Meet Our Donkeys

Cody was our first miniature donkey and it was love at first sight.    He came to us right after he was weaned and quickly made friends in our miniature gelding herd.  Cody packs a lot of personality into a tiny little package.  He is very expressive, loves shoelaces and is not afraid to snort at the things he doesn’t care for.  Cody has been known to melt a few hearts with his big chocolate brown eyes.  Come meet him and see for yourself.

Chai arrived shortly after Cody and was named after the owner’s favorite tea and because of her beautiful coloring.  Chai came to us from North Carolina where she was used with children involved in 4H and for petting zoo parties.  Chai has a lot of maternal instincts and though she was similar in age to Cody, and arrived after him, she would frequently comfort him and watch over him like a mother donkey.
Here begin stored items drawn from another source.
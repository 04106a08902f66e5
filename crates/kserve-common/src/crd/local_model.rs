//! LocalModel cache CRDs
//!
//! A `LocalModelCache` (cluster-scoped) or `LocalModelNamespaceCache`
//! (namespaced) asks for a model to be pre-downloaded onto the nodes of one
//! or more `LocalModelNodeGroup`s. Each node group owns the storage and the
//! node agent that performs the downloads.

use std::collections::BTreeMap;

use k8s_openapi::api::core::v1::{PersistentVolumeClaimSpec, PersistentVolumeSpec};
use k8s_openapi::apimachinery::pkg::api::resource::Quantity;
use kube::CustomResource;
use schemars::JsonSchema;
use serde::{Deserialize, Serialize};

use super::types::NamespacedName;

// =============================================================================
// Cache
// =============================================================================

/// Model to cache and where to cache it
#[derive(CustomResource, Clone, Debug, Default, Deserialize, Serialize, JsonSchema, PartialEq)]
#[kube(
    group = "serving.kserve.io",
    version = "v1alpha1",
    kind = "LocalModelCache",
    plural = "localmodelcaches",
    status = "LocalModelCacheStatus",
    printcolumn = r#"{"name":"URI","type":"string","jsonPath":".spec.sourceModelUri"}"#,
    printcolumn = r#"{"name":"Version","type":"integer","jsonPath":".spec.version"}"#,
    printcolumn = r#"{"name":"Age","type":"date","jsonPath":".metadata.creationTimestamp"}"#
)]
#[serde(rename_all = "camelCase")]
pub struct LocalModelCacheSpec {
    /// Original storage URI of the model
    pub source_model_uri: String,

    /// Disk space the model needs on each node
    pub model_size: Quantity,

    /// Node groups the model is cached on
    #[serde(default)]
    pub node_groups: Vec<String>,

    /// Monotonic version for a given `sourceModelUri`
    #[serde(default)]
    pub version: i32,
}

/// Download state of a cached model on one node
#[derive(Clone, Debug, Deserialize, Serialize, JsonSchema, PartialEq, Eq)]
pub enum NodeStatus {
    /// Download not started yet
    NodeDownloadPending,
    /// Download in progress
    NodeDownloading,
    /// Model is on disk
    NodeDownloaded,
    /// Download failed
    NodeDownloadError,
}

/// Aggregate copy counts across nodes
#[derive(Clone, Debug, Default, Deserialize, Serialize, JsonSchema, PartialEq, Eq)]
#[serde(rename_all = "camelCase")]
pub struct ModelCopies {
    /// Nodes expected to hold the model
    #[serde(default)]
    pub total: i32,
    /// Nodes that finished downloading
    #[serde(default)]
    pub available: i32,
    /// Nodes whose download failed
    #[serde(default)]
    pub failed: i32,
}

/// Observed state of a cache
#[derive(Clone, Debug, Default, Deserialize, Serialize, JsonSchema, PartialEq)]
#[serde(rename_all = "camelCase")]
pub struct LocalModelCacheStatus {
    /// Per-node download state
    #[serde(default, skip_serializing_if = "BTreeMap::is_empty")]
    pub node_status: BTreeMap<String, NodeStatus>,

    /// Copy counts
    #[serde(default, skip_serializing_if = "Option::is_none")]
    pub model_copies: Option<ModelCopies>,

    /// InferenceServices bound to this cache
    #[serde(default, skip_serializing_if = "Vec::is_empty")]
    pub inference_services: Vec<NamespacedName>,
}

/// Namespaced analogue of [`LocalModelCacheSpec`]
#[derive(CustomResource, Clone, Debug, Default, Deserialize, Serialize, JsonSchema, PartialEq)]
#[kube(
    group = "serving.kserve.io",
    version = "v1alpha1",
    kind = "LocalModelNamespaceCache",
    plural = "localmodelnamespacecaches",
    namespaced,
    status = "LocalModelCacheStatus"
)]
#[serde(rename_all = "camelCase")]
pub struct LocalModelNamespaceCacheSpec {
    /// Original storage URI of the model
    pub source_model_uri: String,

    /// Disk space the model needs on each node
    pub model_size: Quantity,

    /// Node groups the model is cached on
    #[serde(default)]
    pub node_groups: Vec<String>,

    /// Monotonic version for a given `sourceModelUri`
    #[serde(default)]
    pub version: i32,
}

// =============================================================================
// Node group
// =============================================================================

/// Storage and placement of a caching tier
#[derive(CustomResource, Clone, Debug, Default, Deserialize, Serialize, JsonSchema, PartialEq)]
#[kube(
    group = "serving.kserve.io",
    version = "v1alpha1",
    kind = "LocalModelNodeGroup",
    plural = "localmodelnodegroups",
    status = "LocalModelNodeGroupStatus"
)]
#[serde(rename_all = "camelCase")]
pub struct LocalModelNodeGroupSpec {
    /// Maximum space models may use on each node
    pub storage_limit: Quantity,

    /// Spec of the PersistentVolume created for the group
    pub persistent_volume_spec: PersistentVolumeSpec,

    /// Spec of the PersistentVolumeClaim bound to that volume
    pub persistent_volume_claim_spec: PersistentVolumeClaimSpec,
}

/// Observed state of a node group
#[derive(Clone, Debug, Default, Deserialize, Serialize, JsonSchema, PartialEq)]
#[serde(rename_all = "camelCase")]
pub struct LocalModelNodeGroupStatus {
    /// Space currently used on the group's nodes
    #[serde(default, skip_serializing_if = "Option::is_none")]
    pub used: Option<Quantity>,
    /// Space still available
    #[serde(default, skip_serializing_if = "Option::is_none")]
    pub available: Option<Quantity>,
}

// =============================================================================
// Shared view
// =============================================================================

/// Fields shared by both cache kinds, used by version checks
pub trait CacheSpec {
    /// `sourceModelUri`
    fn source_model_uri(&self) -> &str;
    /// `version`
    fn version(&self) -> i32;
    /// `nodeGroups`
    fn node_groups(&self) -> &[String];
}

impl CacheSpec for LocalModelCacheSpec {
    fn source_model_uri(&self) -> &str {
        &self.source_model_uri
    }
    fn version(&self) -> i32 {
        self.version
    }
    fn node_groups(&self) -> &[String] {
        &self.node_groups
    }
}

impl CacheSpec for LocalModelNamespaceCacheSpec {
    fn source_model_uri(&self) -> &str {
        &self.source_model_uri
    }
    fn version(&self) -> i32 {
        self.version
    }
    fn node_groups(&self) -> &[String] {
        &self.node_groups
    }
}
Tessa is the alpha jennet in the group and is a registered show donkey.  She is very regal and affectionate.  Tessa came to us from a breeder in Tampa and has a beautiful and distinct spotted coat with smooth hair.  Tessa loves affection and when she chooses you, you instantly feel a little more important than you did before.  She is very vocal and often brays to remind us that it’s time for more hay.

More About Donkeys

We think miniature donkeys make fantastic pets. They are affectionate (like dogs) and each have very distinct personalities and preferences.  Donkeys are thinking and reasoning creatures.  This sometimes gives them an undeserved reputation as being stubborn and uncooperative, but that is not true. Due to their thinking nature and strong sense of self preservation, donkeys are not as flight oriented as other equine and are less apt to hurt themselves or others when startled.
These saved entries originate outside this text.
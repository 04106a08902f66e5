//! Single-node workloads: one Deployment per serving role

use std::collections::BTreeMap;

use k8s_openapi::api::apps::v1::{Deployment, DeploymentSpec};
use k8s_openapi::api::core::v1::ServiceAccount;
use k8s_openapi::apimachinery::pkg::apis::meta::v1::LabelSelector;
use kube::ResourceExt;
use tracing::debug;

use kserve_common::config::StorageInitializerConfig;
use kserve_common::crd::{LLMInferenceService, LLMInferenceServiceSpec};
use kserve_common::kube_utils::{child_name, owned_meta};
use kserve_common::Result;

use super::{
    attach_model_artifacts, base_labels, configure_routing_sidecar, decode_role,
    has_routing_sidecar, pod_template, suffix, workload_labels, Readiness,
};

const COMPONENT: &str = "llminferenceservice-workload";
const PREFILL_COMPONENT: &str = "llminferenceservice-workload-prefill";

/// Decode (or combined) Deployment `<name>-kserve`.
///
/// Absent when workers are configured; the LeaderWorkerSet takes over.
pub fn build_deployment(
    svc: &LLMInferenceService,
    spec: &LLMInferenceServiceSpec,
    storage: &StorageInitializerConfig,
    pool_name: Option<&str>,
) -> Result<Option<Deployment>> {
    if spec.workload.worker.is_some() {
        return Ok(None);
    }

    let name = svc.name_any();
    let labels = workload_labels(&name, COMPONENT, decode_role(spec));

    let mut pod = spec.workload.template.clone().unwrap_or_default();
    if has_routing_sidecar(&pod) {
        debug!(service = %name, "main container has a routing sidecar");
        pod.service_account_name = Some(child_name(&name, suffix::MAIN));
        if spec.router.is_some() {
            configure_routing_sidecar(&mut pod, pool_name);
        }
    }
    attach_model_artifacts(spec, &mut pod, storage)?;

    Ok(Some(deployment(
        svc,
        child_name(&name, suffix::MAIN),
        labels,
        spec.workload.replicas,
        pod,
    )))
}

/// Prefill Deployment `<name>-kserve-prefill`, present for single-node prefill
pub fn build_prefill_deployment(
    svc: &LLMInferenceService,
    spec: &LLMInferenceServiceSpec,
    storage: &StorageInitializerConfig,
) -> Result<Option<Deployment>> {
    let Some(prefill) = spec.prefill.as_ref().filter(|p| p.worker.is_none()) else {
        return Ok(None);
    };

    let name = svc.name_any();
    let labels = workload_labels(&name, PREFILL_COMPONENT, "prefill");

    let mut pod = prefill.template.clone().unwrap_or_default();
    attach_model_artifacts(spec, &mut pod, storage)?;

    Ok(Some(deployment(
        svc,
        child_name(&name, suffix::PREFILL),
        labels,
        prefill.replicas,
        pod,
    )))
}

/// ServiceAccount `<name>-kserve` for a decode Deployment with a routing sidecar
pub fn build_service_account(
    svc: &LLMInferenceService,
    deployment: Option<&Deployment>,
) -> Option<ServiceAccount> {
    let pod = deployment?.spec.as_ref()?.template.spec.as_ref()?;
    if !has_routing_sidecar(pod) {
        return None;
    }
    let name = svc.name_any();
    Some(ServiceAccount {
        metadata: owned_meta(
            svc,
            child_name(&name, suffix::MAIN),
            svc.namespace(),
            base_labels(&name, COMPONENT),
        ),
        ..Default::default()
    })
}

/// Readiness from the Deployment's `Available` condition
pub fn deployment_readiness(deployment: &Deployment) -> Readiness {
    let available = deployment
        .status
        .as_ref()
        .and_then(|s| s.conditions.as_ref())
        .and_then(|c| c.iter().find(|c| c.type_ == "Available"))
        .map(|c| (c.status.as_str(), c.reason.as_deref(), c.message.as_deref()));
    Readiness::from_available(available)
}

fn deployment(
    svc: &LLMInferenceService,
    name: String,
    labels: BTreeMap<String, String>,
    replicas: Option<i32>,
    pod: k8s_openapi::api::core::v1::PodSpec,
) -> Deployment {
    Deployment {
        metadata: owned_meta(svc, name, svc.namespace(), labels.clone()),
        spec: Some(DeploymentSpec {
            replicas,
            selector: LabelSelector {
                match_labels: Some(labels.clone()),
                ..Default::default()
            },
            template: pod_template(labels, BTreeMap::new(), pod),
            ..Default::default()
        }),
        status: None,
    }
}

#[cfg(test)]
mod tests {
    use super::super::test_fixtures::*;
    use super::super::{KSERVE_COMPONENT_LABEL, ROLE_LABEL, ROUTING_SIDECAR};
    use super::*;
    use serde_json::json;

    fn storage() -> StorageInitializerConfig {
        StorageInitializerConfig::default()
    }

    fn labels_of(d: &Deployment) -> &BTreeMap<String, String> {
        d.metadata.labels.as_ref().unwrap()
    }

    #[test]
    fn decode_deployment_has_role_both_without_prefill() {
        let svc = sample_service(json!({
            "model": {"uri": "hf://org/llama"},
            "replicas": 2,
            "template": main_pod()
        }));
        let d = build_deployment(&svc, &svc.spec, &storage(), None)
            .unwrap()
            .unwrap();

        assert_eq!(d.metadata.name.as_deref(), Some("test-llm-kserve"));
        assert_eq!(labels_of(&d).get(ROLE_LABEL).map(String::as_str), Some("both"));
        assert_eq!(
            labels_of(&d).get(KSERVE_COMPONENT_LABEL).map(String::as_str),
            Some("workload")
        );
        let spec = d.spec.as_ref().unwrap();
        assert_eq!(spec.replicas, Some(2));
        assert_eq!(spec.selector.match_labels.as_ref(), Some(labels_of(&d)));
        assert_eq!(
            d.metadata.owner_references.as_ref().unwrap()[0].uid,
            "uid-1"
        );
    }

    #[test]
    fn decode_role_with_prefill() {
        let svc = sample_service(json!({
            "model": {"uri": "hf://org/llama"},
            "template": main_pod(),
            "prefill": {"replicas": 1, "template": main_pod()}
        }));
        let d = build_deployment(&svc, &svc.spec, &storage(), None)
            .unwrap()
            .unwrap();
        assert_eq!(labels_of(&d).get(ROLE_LABEL).map(String::as_str), Some("decode"));

        let p = build_prefill_deployment(&svc, &svc.spec, &storage())
            .unwrap()
            .unwrap();
        assert_eq!(p.metadata.name.as_deref(), Some("test-llm-kserve-prefill"));
        assert_eq!(labels_of(&p).get(ROLE_LABEL).map(String::as_str), Some("prefill"));
        assert_eq!(p.spec.as_ref().unwrap().replicas, Some(1));
    }

    #[test]
    fn worker_suppresses_deployment() {
        let svc = sample_service(json!({
            "model": {"uri": "hf://org/llama"},
            "worker": main_pod(),
            "parallelism": {"pipeline": 2}
        }));
        assert!(build_deployment(&svc, &svc.spec, &storage(), None)
            .unwrap()
            .is_none());
    }

    #[test]
    fn routing_sidecar_gets_service_account_and_pool() {
        let svc = sample_service(json!({
            "model": {"uri": "hf://org/llama"},
            "template": sidecar_pod(),
            "router": {"scheduler": {}}
        }));
        let d = build_deployment(&svc, &svc.spec, &storage(), Some("test-llm-inference-pool"))
            .unwrap()
            .unwrap();
        let pod = d.spec.as_ref().unwrap().template.spec.as_ref().unwrap();
        assert_eq!(pod.service_account_name.as_deref(), Some("test-llm-kserve"));

        let sidecar = pod
            .init_containers
            .as_ref()
            .unwrap()
            .iter()
            .find(|c| c.name == ROUTING_SIDECAR)
            .unwrap();
        let env = sidecar.env.as_ref().unwrap();
        assert_eq!(env[0].name, "INFERENCE_POOL_NAME");
        assert_eq!(env[0].value.as_deref(), Some("test-llm-inference-pool"));

        let sa = build_service_account(&svc, Some(&d)).unwrap();
        assert_eq!(sa.metadata.name.as_deref(), Some("test-llm-kserve"));
    }

    #[test]
    fn no_sidecar_no_service_account() {
        let svc = sample_service(json!({"model": {"uri": "hf://org/llama"}, "template": main_pod()}));
        let d = build_deployment(&svc, &svc.spec, &storage(), None)
            .unwrap()
            .unwrap();
        assert!(build_service_account(&svc, Some(&d)).is_none());
        assert!(build_service_account(&svc, None).is_none());
    }

    #[test]
    fn model_is_attached_to_main_container() {
        let svc = sample_service(json!({"model": {"uri": "hf://org/llama"}, "template": main_pod()}));
        let d = build_deployment(&svc, &svc.spec, &storage(), None)
            .unwrap()
            .unwrap();
        let pod = d.spec.unwrap().template.spec.unwrap();
        assert_eq!(
            pod.containers[0].command.as_ref().unwrap().last().map(String::as_str),
            Some("/mnt/models")
        );
        assert_eq!(pod.init_containers.unwrap()[0].name, "storage-initializer");
    }

    #[test]
    fn readiness_reads_available_condition() {
        let d: Deployment = serde_json::from_value(json!({
            "metadata": {"name": "x"},
            "status": {"conditions": [{
                "type": "Available", "status": "False",
                "reason": "MinimumReplicasUnavailable", "message": "0/1 ready"
            }]}
        }))
        .unwrap();
        assert_eq!(
            deployment_readiness(&d),
            Readiness::NotReady {
                reason: "MinimumReplicasUnavailable".into(),
                message: "0/1 ready".into()
            }
        );
        assert_eq!(deployment_readiness(&Deployment::default()), Readiness::Progressing);
    }
}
Donkeys can be more than just pasture pets. They are extremely intelligent and are easily trained. Donkeys can learn to pack, go over obstacles and are great for driving. Miniature donkeys should not be considered for livestock guardian jobs due to their size.  Although there is nothing cuter than a baby donkey, we do not breed miniature donkeys and encourage those who would like to have a miniature donkey to consider adopting from a rescue. There are many donkeys in need of a loving home.

The average lifespan is 25-35 years, but with proper care and nutrition they may live longer.

Miniature donkeys are generally 36” and under when fully grown. This is the required height for the registration with the Miniature Donkey Registry.

Mature weight for donkeys is between 250-350 pounds.

Almost all donkeys will have a cross marking on their back.  The cross is a darker brown or black dorsal stripe running from the top of the donkey’s back from the withers (where the neck connects to the back) and extending to the rear and down the tail. There is also a shoulder stripe that intersects the dorsal stripe at the withers running down each shoulder. There is a legend called the “Legend of the Donkey’s Cross”. It states that Jesus rewarded the donkey for his loyalty to Him when he carried Jesus into Jerusalem and stayed with Him at the crucifixion by placing the shadow of the cross across the donkeys back for all to remember the importance of God’s humblest of creatures.

Donkeys are probably most known for their braying however that is just one way they communicate. Donkeys also communicate vocally with a variety of snorts, grunts, wheezes and wuffles that can vary between individual donkeys. Domestic Jacks and Jennetts bray for food, when separated from their herd, or in answer to another donkey’s bray. Snorting generally shows excitement. Grunts are antagonistic and are generally followed with aggressive body language. Wuffles are more intimate and can be used when inviting another donkey for mutul grooming or are used by a jenny to call her foal.

  • Male donkeys are called Jacks.
  • Female donkeys are called Jennets or Jennies.
  • Fixed male donkeys are called Geldings.
  • Baby donkeys are called Foals.
  • Baby donkeys who are weaned and are under a year old are called weanlings.
  • Weaned donkeys between one and two years old are called yearlings.